THUNDER BAY -- One way or another, it appears students from Hammarskjold High School and Superior Collegiate and Vocational Institute are going to study under one roof.
The idea doesn’t sit well with many of the affected teenagers, who face the possibility of having to change schools midway through their high-school tenure.
Rivalries aside, it’s not that they don’t like each other.
In fact, it’s quite the opposite, said SCVI student council president Casey Hudyma, in her final year at the school.
“We truly believe this is the better option, just because of the technology,” she said.
SCVI, which opened in 2009, bringing together students from the now closed Port Arthur Collegiate Institute and Hillcrest High School, is a more modern facility, with technology designed for students in the 21st century.
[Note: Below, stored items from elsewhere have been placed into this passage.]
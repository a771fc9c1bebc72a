//! Generators shared by the property suites.

use proptest::prelude::*;
use sift::{FilterOptions, Record, SortBy, SortOrder};

pub const CATEGORIES: &[&str] = &["ide-integration", "workflow", "testing", "mcp-servers", "All"];

/// Random word-like strings.
pub fn word() -> impl Strategy<Value = String> {
    prop::string::string_regex("[a-zA-Z0-9]{1,8}").unwrap()
}

/// Free text with separators, the way names and descriptions look.
pub fn text() -> impl Strategy<Value = String> {
    prop::collection::vec(word(), 0..6).prop_map(|words| words.join(" "))
}

/// Arbitrary queries, including blanks, punctuation and non-ASCII.
pub fn query() -> impl Strategy<Value = String> {
    prop_oneof![
        word(),
        text(),
        Just(String::new()),
        Just("   ".to_string()),
        "\\PC{0,12}",
    ]
}

fn date() -> impl Strategy<Value = Option<String>> {
    prop_oneof![
        Just(None),
        (2023u32..2026, 1u32..13, 1u32..29).prop_map(|(y, m, d)| Some(format!("{:04}-{:02}-{:02}", y, m, d))),
        Just(Some("not a date".to_string())),
    ]
}

pub fn record() -> impl Strategy<Value = Record> {
    (
        word(),
        text(),
        text(),
        prop::sample::select(CATEGORIES),
        prop::option::of(word()),
        prop::option::of(0u64..1_000_000),
        prop::option::of(0u64..10_000_000),
        date(),
    )
        .prop_map(|(id, name, description, category, author, stars, downloads, last_updated)| {
            let mut record = Record::new(&id, &name, &description, category);
            record.author = author;
            record.stars = stars;
            record.downloads = downloads;
            record.last_updated = last_updated;
            record
        })
}

pub fn catalog() -> impl Strategy<Value = Vec<Record>> {
    prop::collection::vec(record(), 0..12)
}

pub fn filter_options() -> impl Strategy<Value = FilterOptions> {
    (
        prop::option::of(prop::sample::select(CATEGORIES).prop_map(str::to_string)),
        prop::option::of(prop::sample::select(vec![
            SortBy::Name,
            SortBy::Stars,
            SortBy::Downloads,
            SortBy::LastUpdated,
            SortBy::Unknown,
        ])),
        prop::option::of(prop::sample::select(vec![SortOrder::Asc, SortOrder::Desc])),
    )
        .prop_map(|(category, sort_by, sort_order)| FilterOptions {
            category,
            sort_by,
            sort_order,
        })
}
That is the main reason she wants the board to choose Superior Collegiate, Hudyma said.
“We don’t want it to be a fight between Superior and Hammarskjold. We really want the students to come together, come to this school and be civil with one another and not have it be a competition between which school is better or Superior versus Hammarskjold,” the 17-year-old said.
Fourteen-year-old Caleb Perzan made an equally passionate case for the board to choose Hammarskjold to remain open.
The youngster, who joined nearly other 40 students at a noon-hour rally outside the Clarkson Street school, transferred to Hammarskjold midway through his Grade 9 year.
It didn’t take him long to realize the school was worth saving.
“The people here are very positive. The academics and athletics are insanely good and you can tell that everyone who was (out here) care about their school and the lifelong legacy people want to keep going,” Perzan said.
He doesn’t want to go somewhere else.
“To start at Superior again would probably be devastating. I’d probably just go back to Westgate,” said Perzan, a running back looking to earn a scholarship to play university football.
Maddi Reppard is a Grade 9 student at Superior Collegiate, and like Perzan, would like to stay in one place until her Grade 12 studies are done.
But she thinks the merging of the two schools could be a positive change.
Of course, she’s firmly in the camp calling for Superior Collegiate to remain a high school and not be changed into an elementary school, as one of the closure proposals suggests.
“We’re going to be a new family and create a new legacy. Of course I want to stay in this high school. To me it’s the best thing for us. But if we have to change, in the end, as long as we’re together and it’s in the best interest of the students, then that’s where we should be.”
Grade 9 Hammarskjold student Mikaila Abick said if school spirit is factored in, Hammarskjold should be hands-down winner.
“It would be such a shame for it all to be shut down, for the name to turn into nothing.”
Lakehead Public Schools is hosting a public meeting on the south side accommodation review on Thursday night at 7 p.m. at Westgate CVI. A north-side meeting will be held on April 11 at Superior Collegiate. Both meetings begin at 6:30 p.m. Hammarskjold's parent council is holding an information session on Thursday night, starting at 7 p.m., at the school.